The records below need retyping in full; give them again exactly.

▶

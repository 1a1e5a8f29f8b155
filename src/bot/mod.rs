//! Bot layer - Discord-specific interface and command handlers
//!
//! This module provides the Discord interface for the `BaubleBot` application,
//! including all slash commands, autocomplete handlers, bot context
//! management, and the background sweep task that expires effects and pays
//! out passive income.

/// Discord command implementations (general, shop, items, effects)
pub mod commands;
/// Discord interaction handlers (autocomplete, etc.)
pub mod handlers;

use crate::catalog::Catalog;
use crate::core::notify::{Notice, NotifyThrottle};
use crate::core::player;
use crate::core::rewards::FallbackBand;
use crate::errors::{Error, Result};
use poise::serenity_prelude as serenity;
use rand::SeedableRng;
use rand::rngs::StdRng;
use sea_orm::DatabaseConnection;
use std::sync::Arc;
use std::time::Duration;
use tracing::{error, info, warn};

/// Seconds between background sweep passes.
const SWEEP_INTERVAL_SECS: u64 = 60;

/// Shared data available to all bot commands.
/// This structure holds the database connection, the item catalog, and the
/// configured chest fallback band that commands need to access.
pub struct BotData {
    /// Database connection for all database operations
    pub database: DatabaseConnection,
    /// Item definitions the shop and effect commands resolve against
    pub catalog: Arc<Catalog>,
    /// Currency band used when a chest cannot resolve to an item
    pub fallback: FallbackBand,
}

impl BotData {
    /// Creates a new `BotData` instance for the shared command context.
    #[must_use]
    pub const fn new(
        database: DatabaseConnection,
        catalog: Arc<Catalog>,
        fallback: FallbackBand,
    ) -> Self {
        Self {
            database,
            catalog,
            fallback,
        }
    }
}

async fn on_error(error: poise::FrameworkError<'_, BotData, Error>) {
    match error {
        poise::FrameworkError::Setup { error, .. } => {
            error!("Failed to start bot: {error:?}");
        }
        poise::FrameworkError::Command { error, ctx, .. } => {
            error!("Error in command `{}`: {:?}", ctx.command().name, error);
            if let Err(e) = ctx.say(format!("An error occurred: {error}")).await {
                error!("Failed to send error message: {e}");
            }
        }
        error => {
            if let Err(e) = poise::builtins::on_error(error).await {
                error!("Error while handling error: {e}");
            }
        }
    }
}

/// Renders a sweep notice as a DM line.
fn notice_text(catalog: &Catalog, notice: &Notice) -> String {
    let name_of = |id: &str| {
        catalog
            .get(id)
            .map_or_else(|| id.to_string(), |def| def.name.clone())
    };
    match notice {
        Notice::Expired { item_id } => {
            format!("⏳ Your **{}** effect has worn off.", name_of(item_id))
        }
        Notice::ExpiringSoon {
            item_id,
            remaining_secs,
        } => format!(
            "⏳ Your **{}** effect expires in about {} minute(s).",
            name_of(item_id),
            (remaining_secs / 60).max(1)
        ),
    }
}

/// Background loop: every minute, expire lapsed effects, credit passive
/// income, and DM users about effects that ended or are about to.
async fn sweep_loop(http: Arc<serenity::Http>, db: DatabaseConnection, catalog: Arc<Catalog>) {
    let mut throttle = NotifyThrottle::default();
    let mut rng = StdRng::from_entropy();
    let mut ticker = tokio::time::interval(Duration::from_secs(SWEEP_INTERVAL_SECS));

    loop {
        ticker.tick().await;
        let deliveries = match player::sweep_all(&db, &mut throttle, &mut rng).await {
            Ok(deliveries) => deliveries,
            Err(e) => {
                error!("Sweep pass failed: {e}");
                continue;
            }
        };

        for (user_id, notice) in deliveries {
            let Ok(raw) = user_id.parse::<u64>() else {
                warn!("Skipping notice for non-numeric user id {user_id}");
                continue;
            };
            let text = notice_text(&catalog, &notice);
            match serenity::UserId::new(raw).create_dm_channel(&http).await {
                Ok(channel) => {
                    if let Err(e) = channel.say(&http, text).await {
                        warn!("Failed to DM user {user_id}: {e}");
                    }
                }
                Err(e) => warn!("Failed to open DM channel for {user_id}: {e}"),
            }
        }
    }
}

/// Builds the poise framework, registers all slash commands globally, starts
/// the background sweep task, and runs the client until shutdown.
pub async fn run_bot(
    token: String,
    database: DatabaseConnection,
    catalog: Arc<Catalog>,
    fallback: FallbackBand,
) -> Result<()> {
    let sweep_db = database.clone();
    let sweep_catalog = Arc::clone(&catalog);

    let framework = poise::Framework::builder()
        .options(poise::FrameworkOptions {
            commands: vec![
                commands::ping(),
                commands::help(),
                commands::balance(),
                commands::shop(),
                commands::buy(),
                commands::inventory(),
                commands::use_item(),
                commands::effects(),
                commands::remove_effect(),
                commands::throw(),
            ],
            on_error: |error| Box::pin(on_error(error)),
            ..Default::default()
        })
        .setup(move |ctx, ready, framework| {
            Box::pin(async move {
                info!("Logged in as {}", ready.user.name);
                info!("Registering commands globally...");
                poise::builtins::register_globally(ctx, &framework.options().commands).await?;

                tokio::spawn(sweep_loop(
                    Arc::clone(&ctx.http),
                    sweep_db,
                    sweep_catalog,
                ));
                info!("Background sweep task started.");

                Ok(BotData::new(database, catalog, fallback))
            })
        })
        .build();

    let intents =
        serenity::GatewayIntents::GUILD_MESSAGES | serenity::GatewayIntents::DIRECT_MESSAGES;

    info!("Setting up Serenity client for Poise framework...");
    let mut client = serenity::Client::builder(&token, intents)
        .framework(framework)
        .await
        .map_err(|e| Error::Framework(Box::new(e)))?;

    info!("Starting bot client...");
    client
        .start()
        .await
        .map_err(|e| Error::Framework(Box::new(e)))?;
    Ok(())
}

pub use commands::*;
pub use handlers::*;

◀

▶ **Result**:
repository 1a1e5a8f29f8b155
filename src/bot/mod.rs
//! Bot layer - Discord-specific interface and command handlers
//!
//! This module provides the Discord interface for the `BaubleBot` application,
//! including all slash commands, autocomplete handlers, bot context
//! management, and the background sweep task that expires effects and pays
//! out passive income.

/// Discord command implementations (general, shop, items, effects)
pub mod commands;
/// Discord interaction handlers (autocomplete, etc.)
pub mod handlers;

use crate::catalog::Catalog;
use crate::core::notify::{Notice, NotifyThrottle};
use crate::core::player;
use crate::core::rewards::FallbackBand;
use crate::errors::{Error, Result};
use poise::serenity_prelude as serenity;
use rand::SeedableRng;
use rand::rngs::StdRng;
use sea_orm::DatabaseConnection;
use std::sync::Arc;
use std::time::Duration;
use tracing::{error, info, warn};

/// Seconds between background sweep passes.
const SWEEP_INTERVAL_SECS: u64 = 60;

/// Shared data available to all bot commands.
/// This structure holds the database connection, the item catalog, and the
/// configured chest fallback band that commands need to access.
pub struct BotData {
    /// Database connection for all database operations
    pub database: DatabaseConnection,
    /// Item definitions the shop and effect commands resolve against
    pub catalog: Arc<Catalog>,
    /// Currency band used when a chest cannot resolve to an item
    pub fallback: FallbackBand,
}

impl BotData {
    /// Creates a new `BotData` instance for the shared command context.
    #[must_use]
    pub const fn new(
        database: DatabaseConnection,
        catalog: Arc<Catalog>,
        fallback: FallbackBand,
    ) -> Self {
        Self {
            database,
            catalog,
            fallback,
        }
    }
}

async fn on_error(error: poise::FrameworkError<'_, BotData, Error>) {
    match error {
        poise::FrameworkError::Setup { error, .. } => {
            error!("Failed to start bot: {error:?}");
        }
        poise::FrameworkError::Command { error, ctx, .. } => {
            error!("Error in command `{}`: {:?}", ctx.command().name, error);
            if let Err(e) = ctx.say(format!("An error occurred: {error}")).await {
                error!("Failed to send error message: {e}");
            }
        }
        error => {
            if let Err(e) = poise::builtins::on_error(error).await {
                error!("Error while handling error: {e}");
            }
        }
    }
}

/// Renders a sweep notice as a DM line.
fn notice_text(catalog: &Catalog, notice: &Notice) -> String {
    let name_of = |id: &str| {
        catalog
            .get(id)
            .map_or_else(|| id.to_string(), |def| def.name.clone())
    };
    match notice {
        Notice::Expired { item_id } => {
            format!("⏳ Your **{}** effect has worn off.", name_of(item_id))
        }
        Notice::ExpiringSoon {
            item_id,
            remaining_secs,
        } => format!(
            "⏳ Your **{}** effect expires in about {} minute(s).",
            name_of(item_id),
            (remaining_secs / 60).max(1)
        ),
    }
}

/// Background loop: every minute, expire lapsed effects, credit passive
/// income, and DM users about effects that ended or are about to.
async fn sweep_loop(http: Arc<serenity::Http>, db: DatabaseConnection, catalog: Arc<Catalog>) {
    let mut throttle = NotifyThrottle::default();
    let mut rng = StdRng::from_entropy();
    let mut ticker = tokio::time::interval(Duration::from_secs(SWEEP_INTERVAL_SECS));

    loop {
        ticker.tick().await;
        let deliveries = match player::sweep_all(&db, &mut throttle, &mut rng).await {
            Ok(deliveries) => deliveries,
            Err(e) => {
                error!("Sweep pass failed: {e}");
                continue;
            }
        };

        for (user_id, notice) in deliveries {
            let Ok(raw) = user_id.parse::<u64>() else {
                warn!("Skipping notice for non-numeric user id {user_id}");
                continue;
            };
            let text = notice_text(&catalog, &notice);
            match serenity::UserId::new(raw).create_dm_channel(&http).await {
                Ok(channel) => {
                    if let Err(e) = channel.say(&http, text).await {
                        warn!("Failed to DM user {user_id}: {e}");
                    }
                }
                Err(e) => warn!("Failed to open DM channel for {user_id}: {e}"),
            }
        }
    }
}

/// Builds the poise framework, registers all slash commands globally, starts
/// the background sweep task, and runs the client until shutdown.
pub async fn run_bot(
    token: String,
    database: DatabaseConnection,
    catalog: Arc<Catalog>,
    fallback: FallbackBand,
) -> Result<()> {
    let sweep_db = database.clone();
    let sweep_catalog = Arc::clone(&catalog);

    let framework = poise::Framework::builder()
        .options(poise::FrameworkOptions {
            commands: vec![
                commands::ping(),
                commands::help(),
                commands::balance(),
                commands::shop(),
                commands::buy(),
                commands::inventory(),
                commands::use_item(),
                commands::effects(),
                commands::remove_effect(),
                commands::throw(),
            ],
            on_error: |error| Box::pin(on_error(error)),
            ..Default::default()
        })
        .setup(move |ctx, ready, framework| {
            Box::pin(async move {
                info!("Logged in as {}", ready.user.name);
                info!("Registering commands globally...");
                poise::builtins::register_globally(ctx, &framework.options().commands).await?;

                tokio::spawn(sweep_loop(
                    Arc::clone(&ctx.http),
                    sweep_db,
                    sweep_catalog,
                ));
                info!("Background sweep task started.");

                Ok(BotData::new(database, catalog, fallback))
            })
        })
        .build();

    let intents =
        serenity::GatewayIntents::GUILD_MESSAGES | serenity::GatewayIntents::DIRECT_MESSAGES;

    info!("Setting up Serenity client for Poise framework...");
    let mut client = serenity::Client::builder(&token, intents)
        .framework(framework)
        .await
        .map_err(|e| Error::Framework(Box::new(e)))?;

    info!("Starting bot client...");
    client
        .start()
        .await
        .map_err(|e| Error::Framework(Box::new(e)))?;
    Ok(())
}

pub use commands::*;
pub use handlers::*;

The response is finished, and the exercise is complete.